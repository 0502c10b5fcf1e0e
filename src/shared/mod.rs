pub mod error;
pub mod macros;
pub mod structs;

pub use error::SimError;
pub use structs::BuildingStatus;
pub use structs::Direction;
pub use structs::DoorModel;
pub use structs::DoorState;
pub use structs::ElevatorId;
pub use structs::ElevatorStatus;
pub use structs::Floor;
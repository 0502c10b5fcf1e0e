pub mod console;
pub mod console_tests;

pub use console::*;
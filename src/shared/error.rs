use crate::shared::Floor;

/// Errors raised by the simulation core at its boundary.
#[derive(Debug, Clone, PartialEq, Eq, thiserror::Error)]
pub enum SimError {
    /// A request or start floor lies outside `[1, n_floors]`.
    #[error("floor {floor} is outside the building (valid floors are 1..={n_floors})")]
    InvalidFloor { floor: Floor, n_floors: Floor },

    /// The building was configured without any floors.
    #[error("building must have at least one floor")]
    NoFloors,

    /// The building was configured without any elevators.
    #[error("building must have at least one elevator")]
    NoElevators,
}
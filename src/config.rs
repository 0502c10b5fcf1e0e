/***************************************/
/*        3rd party libraries          */
/***************************************/
use log::warn;
use serde::Deserialize;
use std::fs;
use std::io;
use std::path::{Path, PathBuf};

/***************************************/
/*           Local modules             */
/***************************************/
use crate::shared::DoorModel;

/***************************************/
/*       Public data structures        */
/***************************************/
#[derive(Deserialize, Clone, Debug, Default, PartialEq)]
#[serde(default)]
pub struct Config {
    pub simulation: SimulationConfig,
    pub driver: DriverConfig,
}

#[derive(Deserialize, Clone, Debug, PartialEq)]
#[serde(default)]
pub struct SimulationConfig {
    pub n_floors: u8,
    pub n_elevators: u8,
    pub start_floor: u8,
    pub door_model: DoorModel,
}

impl Default for SimulationConfig {
    fn default() -> Self {
        SimulationConfig {
            n_floors: 10,
            n_elevators: 2,
            start_floor: 1,
            door_model: DoorModel::Instant,
        }
    }
}

/// Pacing of the console driver, in milliseconds.
///
/// A `tick_interval` of 0 disables automatic ticking; the simulation then only
/// advances on the `step` command.
#[derive(Deserialize, Clone, Debug, PartialEq)]
#[serde(default)]
pub struct DriverConfig {
    pub tick_interval: u64,
    pub door_open_time: u64,
}

impl Default for DriverConfig {
    fn default() -> Self {
        DriverConfig {
            tick_interval: 1000,
            door_open_time: 3000,
        }
    }
}

#[derive(Debug, thiserror::Error)]
pub enum ConfigError {
    #[error("failed to read configuration file {path}: {source}")]
    Read {
        path: PathBuf,
        #[source]
        source: io::Error,
    },

    #[error("failed to parse configuration file: {0}")]
    Parse(#[from] toml::de::Error),
}

/***************************************/
/*             Public API              */
/***************************************/
pub fn parse_config(config_str: &str) -> Result<Config, ConfigError> {
    Ok(toml::from_str(config_str)?)
}

/// Loads the configuration file at `path`, falling back to defaults when the
/// file does not exist.
pub fn load_config(path: &Path) -> Result<Config, ConfigError> {
    match fs::read_to_string(path) {
        Ok(config_str) => parse_config(&config_str),
        Err(e) if e.kind() == io::ErrorKind::NotFound => {
            warn!("{} not found, using default configuration", path.display());
            Ok(Config::default())
        }
        Err(source) => Err(ConfigError::Read {
            path: path.to_path_buf(),
            source,
        }),
    }
}

/***************************************/
/*             Unit tests              */
/***************************************/
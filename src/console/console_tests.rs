/*
 * Unit tests for console module
 *
 * Tests:
 * - test_parse_command
 * - test_describe_assignment
 * - test_describe_rejection
 * - test_door_cycle_lines
 * - test_next_tick_deadline
 * - test_status_json
 *
 */

/***************************************/
/*             Unit tests              */
/***************************************/
#[cfg(test)]
mod console_tests {
    use crate::console::{
        describe_assignment, describe_rejection, door_cycle_lines, next_tick_deadline, parse_command, status_json, Command,
    };
    use crate::dispatcher::Assignment;
    use crate::elevator::Enqueued;
    use crate::shared::Direction::{Idle, Up};
    use crate::shared::DoorState::Closed;
    use crate::shared::{BuildingStatus, DoorModel, ElevatorStatus, SimError};
    use std::time::{Duration, Instant};

    #[test]
    fn test_parse_command() {
        assert_eq!(parse_command("5"), Command::Request(5));
        assert_eq!(parse_command("  12 \n"), Command::Request(12));
        assert_eq!(parse_command("0"), Command::Request(0));
        assert_eq!(parse_command("-3"), Command::Request(-3));
        assert_eq!(parse_command("-1"), Command::Skip);
        assert_eq!(parse_command(""), Command::Skip);
        assert_eq!(parse_command("t"), Command::Step);
        assert_eq!(parse_command("STEP"), Command::Step);
        assert_eq!(parse_command("s"), Command::Status);
        assert_eq!(parse_command("json"), Command::Json);
        assert_eq!(parse_command("q"), Command::Quit);
        assert_eq!(parse_command("exit"), Command::Quit);
        assert_eq!(parse_command("five"), Command::Unknown("five".to_string()));
    }

    #[test]
    fn test_describe_assignment() {
        // Arrange
        let queued = Assignment { elevator: 1, floor: 5, outcome: Enqueued::Queued(Up) };
        let duplicate = Assignment { elevator: 2, floor: 7, outcome: Enqueued::Duplicate };
        let in_place = Assignment { elevator: 1, floor: 1, outcome: Enqueued::ServedInPlace };
        let out_of_range = Assignment { elevator: 1, floor: 12, outcome: Enqueued::OutOfRange };

        // Act + Assert
        assert_eq!(describe_assignment(&queued), "Dispatched Elevator 1 to floor 5");
        assert_eq!(describe_assignment(&duplicate), "Floor 7 is already queued for Elevator 2");
        assert_eq!(describe_assignment(&in_place), "Elevator 1 is already at floor 1");
        assert_eq!(describe_assignment(&out_of_range), "Floor 12 is outside the reach of Elevator 1");
    }

    #[test]
    fn test_describe_rejection() {
        let error = SimError::InvalidFloor { floor: 12, n_floors: 10 };

        assert_eq!(
            describe_rejection(&error),
            "Request rejected: floor 12 is outside the building (valid floors are 1..=10)"
        );
    }

    #[test]
    fn test_door_cycle_lines() {
        // Purpose: Serving a request in place prints the same door cycle as an arrival,
        // with the close following the pause only under the instant door model

        // Act
        let (instant_open, instant_close) = door_cycle_lines(2, 4, DoorModel::Instant);
        let (dwell_open, dwell_close) = door_cycle_lines(2, 4, DoorModel::Dwell);

        // Assert
        assert_eq!(instant_open, "Elevator 2: Doors opening at floor 4");
        assert_eq!(instant_close.as_deref(), Some("Elevator 2: Doors closing."));
        assert_eq!(dwell_open, instant_open);
        assert_eq!(dwell_close, None);
    }

    #[test]
    fn test_next_tick_deadline() {
        // Purpose: Ticks keep a fixed period no matter how many commands arrive in between,
        // and an overrun restarts the period instead of bursting

        // Arrange
        let interval = Duration::from_millis(1000);
        let start = Instant::now();
        let first = start + interval;

        // Act
        let on_time = next_tick_deadline(first, interval, first + Duration::from_millis(5));
        let overrun_now = first + Duration::from_millis(3500);
        let overrun = next_tick_deadline(first, interval, overrun_now);

        // Assert
        assert_eq!(on_time, start + 2 * interval);
        assert_eq!(overrun, overrun_now + interval);
    }

    #[test]
    fn test_status_json() {
        // Arrange
        let status = BuildingStatus {
            elevators: vec![
                ElevatorStatus { id: 1, floor: 3, direction: Up, door: Closed },
                ElevatorStatus { id: 2, floor: 1, direction: Idle, door: Closed },
            ],
        };

        // Act
        let json = status_json(&status).unwrap();
        let value: serde_json::Value = serde_json::from_str(&json).unwrap();

        // Assert
        assert_eq!(value["elevators"][0]["id"], 1);
        assert_eq!(value["elevators"][0]["floor"], 3);
        assert_eq!(value["elevators"][0]["direction"], "up");
        assert_eq!(value["elevators"][1]["direction"], "idle");
        assert_eq!(value["elevators"][1]["door"], "closed");
    }
}
/***************************************/
/*        3rd party libraries          */
/***************************************/
use std::time::{Duration, Instant};

/***************************************/
/*           Local modules             */
/***************************************/
use crate::dispatcher::Assignment;
use crate::elevator::Enqueued;
use crate::shared::{BuildingStatus, DoorModel, ElevatorId, Floor, SimError};

pub const USAGE: &str =
    "Commands: <floor> to call an elevator (-1 to skip), step | t, status | s, json, quit | q";

/***************************************/
/*               Enums                 */
/***************************************/
#[derive(Debug, Clone, PartialEq, Eq)]
pub enum Command {
    Request(Floor),
    Skip,
    Step,
    Status,
    Json,
    Quit,
    Unknown(String),
}

/***************************************/
/*             Public API              */
/***************************************/
pub fn parse_command(line: &str) -> Command {
    let input = line.trim();

    match input.to_ascii_lowercase().as_str() {
        "" | "-1" => Command::Skip,
        "step" | "t" => Command::Step,
        "status" | "s" => Command::Status,
        "json" => Command::Json,
        "quit" | "q" | "exit" => Command::Quit,
        _ => match input.parse::<Floor>() {
            Ok(floor) => Command::Request(floor),
            Err(_) => Command::Unknown(input.to_string()),
        },
    }
}

pub fn describe_assignment(assignment: &Assignment) -> String {
    match assignment.outcome {
        Enqueued::Queued(_) => format!(
            "Dispatched Elevator {} to floor {}",
            assignment.elevator, assignment.floor
        ),
        Enqueued::Duplicate => format!(
            "Floor {} is already queued for Elevator {}",
            assignment.floor, assignment.elevator
        ),
        Enqueued::ServedInPlace => format!(
            "Elevator {} is already at floor {}",
            assignment.elevator, assignment.floor
        ),
        Enqueued::OutOfRange => format!(
            "Floor {} is outside the reach of Elevator {}",
            assignment.floor, assignment.elevator
        ),
    }
}

pub fn describe_rejection(error: &SimError) -> String {
    format!("Request rejected: {}", error)
}

pub fn door_opening_line(elevator: ElevatorId, floor: Floor) -> String {
    format!("Elevator {}: Doors opening at floor {}", elevator, floor)
}

pub fn door_closing_line(elevator: ElevatorId) -> String {
    format!("Elevator {}: Doors closing.", elevator)
}

/// Lines printed when a car opens its doors at `floor`: the opening line, shown before the
/// `door_open_time` pause, and the closing line shown after it. Under `DoorModel::Dwell` the
/// close is a tick of its own and is printed from `Step::DoorClosed` instead.
pub fn door_cycle_lines(elevator: ElevatorId, floor: Floor, door_model: DoorModel) -> (String, Option<String>) {
    let closing = match door_model {
        DoorModel::Instant => Some(door_closing_line(elevator)),
        DoorModel::Dwell => None,
    };
    (door_opening_line(elevator, floor), closing)
}

/// Deadline of the tick after the one scheduled for `deadline`.
///
/// Ticks stay on a fixed grid, so commands arriving in between do not push the next tick back.
/// A tick that overran its slot (the door pause) starts a fresh interval from `now` instead of
/// firing the missed ticks back to back.
pub fn next_tick_deadline(deadline: Instant, interval: Duration, now: Instant) -> Instant {
    let next = deadline + interval;
    if next > now {
        next
    } else {
        now + interval
    }
}

pub fn status_json(status: &BuildingStatus) -> Result<String, serde_json::Error> {
    serde_json::to_string_pretty(status)
}
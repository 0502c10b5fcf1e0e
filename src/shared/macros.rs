/***************************************/
/*               Macros                */
/***************************************/

/// Unwraps a `Result` or logs the error with some context and exits the process.
#[macro_export]
macro_rules! unwrap_or_exit {
    ($expr:expr, $context:expr) => {
        match $expr {
            Ok(val) => val,
            Err(e) => {
                log::error!("{}: {}", $context, e);
                std::process::exit(1);
            }
        }
    };
}
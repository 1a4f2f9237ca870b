//! Error types for listbox indices and geometry management.

use thiserror::Error;

pub type Result<T> = std::result::Result<T, Error>;

#[derive(Debug, Clone, PartialEq, Eq, Error)]
pub enum Error {
    /// An index string that is not `active`, `end` or an integer.
    #[error("bad listbox index \"{0}\": must be active, end, or a number")]
    BadIndex(String),

    /// The widget only supports the grid geometry manager.
    #[error("cannot use {manager} with this widget")]
    UnsupportedGeometry { manager: &'static str },
}
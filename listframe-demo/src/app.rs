use std::cell::Cell;
use std::rc::{Rc, Weak};

use gridkit::{
    Event, EventKind, Grid, Key, MouseButton, Node, Propagation, Sticky, TextWrap, Toolkit,
};
use listframe::prelude::*;

/// A manual test button.
#[derive(Debug, Clone, Copy, PartialEq, Eq)]
pub enum Action {
    InsertStart,
    InsertEnd,
    DeleteStart,
    DeleteEnd,
    InsertMany,
    DeleteMany,
    GetStart,
    GetEnd,
    GetActive,
    GetAll,
    ActivateStart,
    ActivateEnd,
}

impl Action {
    pub const ALL: [Action; 12] = [
        Action::InsertStart,
        Action::InsertEnd,
        Action::DeleteStart,
        Action::DeleteEnd,
        Action::InsertMany,
        Action::DeleteMany,
        Action::GetStart,
        Action::GetEnd,
        Action::GetActive,
        Action::GetAll,
        Action::ActivateStart,
        Action::ActivateEnd,
    ];

    pub fn label(self) -> &'static str {
        match self {
            Action::InsertStart => "Insert Start",
            Action::InsertEnd => "Insert End",
            Action::DeleteStart => "Delete Start",
            Action::DeleteEnd => "Delete End",
            Action::InsertMany => "Insert Many",
            Action::DeleteMany => "Delete Many",
            Action::GetStart => "Get Start",
            Action::GetEnd => "Get End",
            Action::GetActive => "Get Active",
            Action::GetAll => "Get All",
            Action::ActivateStart => "Activate Start",
            Action::ActivateEnd => "Activate End",
        }
    }

    pub fn key(self) -> char {
        match self {
            Action::InsertStart => 'i',
            Action::InsertEnd => 'I',
            Action::DeleteStart => 'd',
            Action::DeleteEnd => 'D',
            Action::InsertMany => 'm',
            Action::DeleteMany => 'M',
            Action::GetStart => 'g',
            Action::GetEnd => 'G',
            Action::GetActive => 'a',
            Action::GetAll => 'A',
            Action::ActivateStart => 'f',
            Action::ActivateEnd => 'l',
        }
    }

    pub fn from_key(key: char) -> Option<Action> {
        Action::ALL.into_iter().find(|action| action.key() == key)
    }

    /// Start/End pairs share a row, start on the left.
    fn cell(self) -> (usize, usize) {
        let n = self as usize;
        (n % 2, n / 2)
    }
}

/// The demo window: a listbox on top, test buttons below it and an output
/// panel at the bottom.
pub struct Demo {
    state: Rc<DemoState>,
}

struct DemoState {
    listbox: Listbox<ListboxItem>,
    output: ResizableText,
    inserts: Cell<usize>,
    quit: Cell<bool>,
}

impl Demo {
    pub fn build(toolkit: &Toolkit) -> Self {
        let root = toolkit.root();
        root.columnconfigure(0, 1);
        root.rowconfigure(0, 1);
        root.rowconfigure(1, 0);
        root.rowconfigure(2, 0);

        let listbox = Listbox::new(root);
        listbox.grid(Grid::at(0, 0).sticky(Sticky::NSEW));

        let test_area = Node::frame(root);
        test_area.set_background("dark gray");
        test_area.columnconfigure(0, 1);
        test_area.columnconfigure(1, 1);
        test_area.grid(Grid::at(0, 1).sticky(Sticky::EW));

        let output = ResizableText::with_config(root, TextConfig::new().wrap(TextWrap::Word));
        output.grid(Grid::at(0, 2).sticky(Sticky::EW));
        output.bind_configure();
        output.set_text("Click a button or press its key. q quits.");

        listbox.on_select(|index| log::info!("selection changed to {index}"));

        let state = Rc::new(DemoState {
            listbox,
            output,
            inserts: Cell::new(0),
            quit: Cell::new(false),
        });

        for action in Action::ALL {
            add_button(&test_area, action, Rc::downgrade(&state));
        }
        bind_keys(root, Rc::downgrade(&state));

        Self { state }
    }

    pub fn should_quit(&self) -> bool {
        self.state.quit.get()
    }

    pub fn perform(&self, action: Action) {
        self.state.perform(action);
    }
}

fn add_button(parent: &Node, action: Action, state: Weak<DemoState>) {
    let button = Node::label(parent, format!("{} [{}]", action.label(), action.key()));
    button.set_background("gray");
    button.set_padding(1, 0);
    let (column, row) = action.cell();
    button.grid(Grid::at(column, row).pady(1, 0));

    button.bind(EventKind::Button, move |event| {
        if let (Event::Button { button: MouseButton::Left, .. }, Some(state)) = (event, state.upgrade()) {
            state.perform(action);
            return Propagation::Break;
        }
        Propagation::Continue
    });
}

fn bind_keys(root: &Node, state: Weak<DemoState>) {
    root.bind_all(EventKind::Key, move |event| {
        let (Event::Key { key, .. }, Some(state)) = (event, state.upgrade()) else {
            return Propagation::Continue;
        };
        match key {
            Key::Char('q') | Key::Escape => state.quit.set(true),
            Key::Char(c) => match Action::from_key(*c) {
                Some(action) => state.perform(action),
                None => return Propagation::Continue,
            },
            _ => return Propagation::Continue,
        }
        Propagation::Break
    });
}

impl DemoState {
    fn perform(&self, action: Action) {
        log::info!("{}", action.label());
        let listbox = &self.listbox;
        match action {
            Action::InsertStart => listbox.insert(0, self.new_items(1)),
            Action::InsertEnd => listbox.insert(Index::End, self.new_items(1)),
            Action::DeleteStart => listbox.delete(0),
            Action::DeleteEnd => listbox.delete(Index::End),
            Action::InsertMany => listbox.insert(1, self.new_items(3)),
            Action::DeleteMany => listbox.delete_range(1, 3),
            Action::GetStart => self.report("get(0)", describe(listbox.get(0))),
            Action::GetEnd => self.report("get(end)", describe(listbox.get(Index::End))),
            Action::GetActive => self.report("get(active)", describe(listbox.get(Index::Active))),
            Action::GetAll => self.report(
                "get(0, end)",
                describe_all(&listbox.get_range(0, Index::End)),
            ),
            Action::ActivateStart => listbox.activate(0),
            Action::ActivateEnd => listbox.activate(Index::End),
        }
    }

    fn new_items(&self, count: usize) -> Vec<ListboxItem> {
        (0..count)
            .map(|_| {
                let n = self.inserts.get();
                self.inserts.set(n + 1);
                let item = ListboxItem::new(self.listbox.content(), format!("Insert {n}"));
                item.grid(Grid::at(0, 0).padx(1, 1).sticky(Sticky::EW));
                item
            })
            .collect()
    }

    fn report(&self, call: &str, result: String) {
        self.output.set_text(format!("{call} -> {result}"));
    }
}

fn describe(item: Option<ListboxItem>) -> String {
    item.map_or_else(|| "None".to_string(), |item| item.text())
}

fn describe_all(items: &[ListboxItem]) -> String {
    let texts: Vec<String> = items.iter().map(ListboxItem::text).collect();
    format!("({})", texts.join(", "))
}

#[cfg(test)]
mod tests {
    use super::*;
    use gridkit::{Input, Modifiers};

    fn demo() -> (Toolkit, Demo) {
        let toolkit = Toolkit::new(40, 30);
        let demo = Demo::build(&toolkit);
        toolkit.update();
        (toolkit, demo)
    }

    fn output(demo: &Demo) -> String {
        demo.state.output.text()
    }

    #[test]
    fn test_insert_start_prepends() {
        let (_tk, demo) = demo();
        demo.perform(Action::InsertStart);
        demo.perform(Action::InsertStart);
        demo.perform(Action::GetAll);

        assert_eq!(output(&demo), "get(0, end) -> (Insert 1, Insert 0)");
    }

    #[test]
    fn test_insert_many_goes_after_first() {
        let (_tk, demo) = demo();
        demo.perform(Action::InsertEnd);
        demo.perform(Action::InsertEnd);
        demo.perform(Action::InsertMany);
        demo.perform(Action::GetAll);

        assert_eq!(
            output(&demo),
            "get(0, end) -> (Insert 0, Insert 2, Insert 3, Insert 4, Insert 1)"
        );
    }

    #[test]
    fn test_delete_many_removes_middle() {
        let (_tk, demo) = demo();
        for _ in 0..5 {
            demo.perform(Action::InsertEnd);
        }
        demo.perform(Action::DeleteMany);
        demo.perform(Action::GetAll);

        assert_eq!(output(&demo), "get(0, end) -> (Insert 0, Insert 4)");
    }

    #[test]
    fn test_get_active_without_selection() {
        let (_tk, demo) = demo();
        demo.perform(Action::InsertEnd);
        demo.perform(Action::GetActive);
        assert_eq!(output(&demo), "get(active) -> None");

        demo.perform(Action::ActivateEnd);
        demo.perform(Action::GetActive);
        assert_eq!(output(&demo), "get(active) -> Insert 0");
    }

    #[test]
    fn test_keys_trigger_actions_and_quit() {
        let (tk, demo) = demo();
        let press = |c| {
            tk.dispatch(Input::Key {
                key: Key::Char(c),
                modifiers: Modifiers::default(),
            })
        };

        press('I');
        assert_eq!(demo.state.listbox.size(), 1);

        press('q');
        assert!(demo.should_quit());
    }

    #[test]
    fn test_button_cells_are_unique() {
        let mut cells: Vec<_> = Action::ALL.iter().map(|a| a.cell()).collect();
        cells.sort();
        cells.dedup();
        assert_eq!(cells.len(), Action::ALL.len());
        assert_eq!(Action::from_key('M'), Some(Action::DeleteMany));
    }
}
+--
• Directions for this task
After identifying the lines above that contain "must", copy each one.

• Your response
    #[error("building must have at least one floor")]
    #[error("building must have at least one elevator")]
    #[error("bad listbox index \"{0}\": must be active, end, or a number")]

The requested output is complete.